Of course Other Elodie would have joined Blossom. The staff advisors of Luminary’s most esteemed club for female students probably expected her to take over as president next year.

Too bad, so sad.

I’d rather get beat up at the next meeting of the Cutting Flame, the invite-only combat club. Hell, I’d rather hang out with the radiators in their Holy Radiance worship room in the Apollo Building’s basement.

No doubt my double would have felt pressure from her grandparents—and maybe Dad?

I haven’t gotten to spend enough time with him to know—to prance around the academy in benevolent superiority.

But Other Elodie is dead, and I won’t be sticking around long enough to be affected by their possible disappointment.

“We’re twenty,” I point out, hoping that’s actually true in Stella’s case.

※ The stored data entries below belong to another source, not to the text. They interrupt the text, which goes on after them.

//! End-to-end flows across the toggle, ownership and aggregation engines,
//! wired against the in-memory store backend.

use std::sync::Arc;

use chrono::{Duration, Utc};
use uuid::Uuid;

use engagement_service::domain::models::{
    LikeTarget, NewVideo, SortDirection, User, Video, VideoListQuery, VideoSortField,
};
use engagement_service::repository::memory::MemoryStore;
use engagement_service::repository::traits::{NoopMediaStore, UserStore, VideoStore};
use engagement_service::services::{
    DashboardService, LikeService, SubscriptionService, VideoService,
};

struct Harness {
    store: Arc<MemoryStore>,
    likes: LikeService,
    subscriptions: SubscriptionService,
    videos: VideoService,
    dashboard: DashboardService,
}

fn harness() -> Harness {
    let store = Arc::new(MemoryStore::new());
    Harness {
        likes: LikeService::new(store.clone()),
        subscriptions: SubscriptionService::new(store.clone(), store.clone()),
        videos: VideoService::new(store.clone(), store.clone(), Arc::new(NoopMediaStore)),
        dashboard: DashboardService::new(
            store.clone(),
            store.clone(),
            store.clone(),
            store.clone(),
            store.clone(),
        ),
        store,
    }
}

fn user(username: &str) -> User {
    User {
        id: Uuid::new_v4(),
        username: username.into(),
        full_name: username.to_uppercase(),
        avatar: None,
        created_at: Utc::now(),
    }
}

#[tokio::test]
async fn like_toggle_drives_channel_stats() {
    let h = harness();
    let creator = user("creator");
    let fan = user("fan");
    h.store.insert_user(&creator).await.unwrap();
    h.store.insert_user(&fan).await.unwrap();

    let video = h
        .videos
        .publish(
            creator.id,
            NewVideo {
                title: "first upload".into(),
                description: "hello world".into(),
                video_file: "blob://first/file".into(),
                thumbnail: "blob://first/thumb".into(),
                duration: 42.0,
            },
        )
        .await
        .unwrap();

    let outcome = h
        .likes
        .toggle(fan.id, LikeTarget::Video(video.id))
        .await
        .unwrap();
    assert!(outcome.is_liked());

    // the like counts for the video's owner, not for the liking actor
    let stats = h.dashboard.channel_stats(creator.id).await.unwrap();
    assert_eq!(stats.total_likes, 1);
    assert_eq!(stats.total_videos, 1);
    assert_eq!(h.dashboard.channel_stats(fan.id).await.unwrap().total_likes, 0);

    let outcome = h
        .likes
        .toggle(fan.id, LikeTarget::Video(video.id))
        .await
        .unwrap();
    assert!(!outcome.is_liked());
    assert_eq!(
        h.dashboard.channel_stats(creator.id).await.unwrap().total_likes,
        0
    );
}

#[tokio::test]
async fn subscription_round_trip_updates_both_lists() {
    let h = harness();
    let alice = user("alice");
    let bob = user("bob");
    h.store.insert_user(&alice).await.unwrap();
    h.store.insert_user(&bob).await.unwrap();

    let outcome = h.subscriptions.toggle(bob.id, "alice").await.unwrap();
    assert!(outcome.is_subscribed());

    assert_eq!(
        h.subscriptions.subscribers(alice.id).await.unwrap(),
        vec![bob.id]
    );
    assert_eq!(
        h.subscriptions.subscribed_channels(bob.id).await.unwrap(),
        vec![alice.id]
    );

    let stats = h.dashboard.channel_stats(alice.id).await.unwrap();
    assert_eq!(stats.subscriber_count, 1);
    let stats = h.dashboard.channel_stats(bob.id).await.unwrap();
    assert_eq!(stats.subscribed_channel_count, 1);

    let outcome = h.subscriptions.toggle(bob.id, "alice").await.unwrap();
    assert!(!outcome.is_subscribed());
    assert!(h.subscriptions.subscribers(alice.id).await.unwrap().is_empty());
    assert!(h
        .subscriptions
        .subscribed_channels(bob.id)
        .await
        .unwrap()
        .is_empty());
}

#[tokio::test]
async fn deleting_a_liked_video_deflates_stats_but_not_the_edge() {
    let h = harness();
    let creator = user("creator");
    let fan = user("fan");
    h.store.insert_user(&creator).await.unwrap();
    h.store.insert_user(&fan).await.unwrap();

    let video = h
        .videos
        .publish(
            creator.id,
            NewVideo {
                title: "ephemeral".into(),
                description: String::new(),
                video_file: "blob://e/file".into(),
                thumbnail: "blob://e/thumb".into(),
                duration: 5.0,
            },
        )
        .await
        .unwrap();

    h.likes
        .toggle(fan.id, LikeTarget::Video(video.id))
        .await
        .unwrap();
    assert_eq!(
        h.dashboard.channel_stats(creator.id).await.unwrap().total_likes,
        1
    );

    h.videos.delete(creator.id, video.id).await.unwrap();

    // dangling edge survives but contributes nothing
    assert_eq!(h.likes.liked_videos(fan.id).await.unwrap().len(), 1);
    assert_eq!(
        h.dashboard.channel_stats(creator.id).await.unwrap().total_likes,
        0
    );
}

/// Seed 12 videos with strictly increasing timestamps and views.
async fn seed_videos(store: &MemoryStore, owner_id: Uuid) -> Vec<Uuid> {
    let base = Utc::now();
    let mut ids = Vec::new();
    for i in 0..12i64 {
        let created = base + Duration::seconds(i);
        let video = Video {
            id: Uuid::new_v4(),
            owner_id,
            title: format!("video {i:02}"),
            description: String::new(),
            video_file: format!("blob://{i}/file"),
            thumbnail: format!("blob://{i}/thumb"),
            duration: 30.0 + i as f64,
            views: i * 10,
            is_published: i % 2 == 0,
            created_at: created,
            updated_at: created,
        };
        store.insert_video(&video).await.unwrap();
        ids.push(video.id);
    }
    ids
}

#[tokio::test]
async fn pagination_is_a_deterministic_non_overlapping_continuation() {
    let h = harness();
    let channel = user("channel");
    h.store.insert_user(&channel).await.unwrap();
    let ids = seed_videos(&h.store, channel.id).await;

    let query = |page| VideoListQuery {
        page,
        limit: 5,
        sort_by: VideoSortField::CreatedAt,
        direction: SortDirection::Descending,
    };

    let first = h.videos.list_for_channel("channel", query(1)).await.unwrap();
    let second = h.videos.list_for_channel("channel", query(2)).await.unwrap();
    let third = h.videos.list_for_channel("channel", query(3)).await.unwrap();
    let fourth = h.videos.list_for_channel("channel", query(4)).await.unwrap();

    // newest first: ids reversed, in windows of five
    let newest_first: Vec<Uuid> = ids.iter().rev().copied().collect();
    let got: Vec<Uuid> = first
        .videos
        .iter()
        .chain(second.videos.iter())
        .chain(third.videos.iter())
        .map(|v| v.id)
        .collect();
    assert_eq!(got, newest_first);

    assert_eq!(first.length, 5);
    assert_eq!(second.length, 5);
    assert_eq!(third.length, 2);

    // next_page advances unconditionally, exhaustion is an empty page
    assert_eq!(second.next_page, 3);
    assert_eq!(fourth.length, 0);
    assert_eq!(fourth.next_page, 5);
}

#[tokio::test]
async fn dashboard_listing_and_stats_cover_unpublished_videos() {
    let h = harness();
    let channel = user("channel");
    h.store.insert_user(&channel).await.unwrap();
    seed_videos(&h.store, channel.id).await;

    let listed = h.dashboard.channel_videos(channel.id).await.unwrap();
    assert_eq!(listed.len(), 12);

    let stats = h.dashboard.channel_stats(channel.id).await.unwrap();
    assert_eq!(stats.total_videos, 12);
    // views were seeded as 0, 10, ..., 110
    assert_eq!(stats.total_views, (0..12).map(|i| i * 10).sum::<i64>());
}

I don’t know when her birthday is, but everyone in Year 15 should be turning 20 by the summer solstice that’s only a couple of months away.

“We’re supposed to be taking control of our lives and carving our own path, right?

If they hassle you, ask them if they want to raise a leader or a limp rag. ”

Stella catches a snort and shakes her head at me. “All right, I take it you’re skipping, then.” A slight furrow forms in her elegant brow. “More violin practice, or something else? You’ve seemed like… like you’ve got a lot on your mind.”

A mind that immediately trips back to Divination class, to Cole’s searing glower and the shriveling of my internal organs in response. My innards still feel tender, as if our caustic exchange scraped me raw from the inside out.

It doesn’t matter. He’s not my Cole. He’s just a professor to me here—an asshole professor who has no right to be such a snuffer when he got what he wanted out of life.

It seems Stella is more observant than I gave Other Elodie’s friends credit for, though. I probably haven’t quite lived up to my double’s usual aggressively vapid self.

I summon an airy laugh. “Oh, my grandparents were badgering me a bit over the weekend, and I guess that was kind of annoying. But it’s no big deal, really.”

It seems like a reasonable excuse, but Stella shakes her head again. Her expression has turned more thoughtful. “It’s not just this week. The past month, really.”

She pauses, her stance tensing as if she’s grappling with herself, and then offers me a small but soft smile. “You know you can talk to me about whatever, right? Isn’t that what friends are for?”

Sure, but are Stella Kingsley and I actually best buds, or does she simply hang out with me because we’re equals in social status? Daphne’s comments about the sniping between the top families prickles up through my head.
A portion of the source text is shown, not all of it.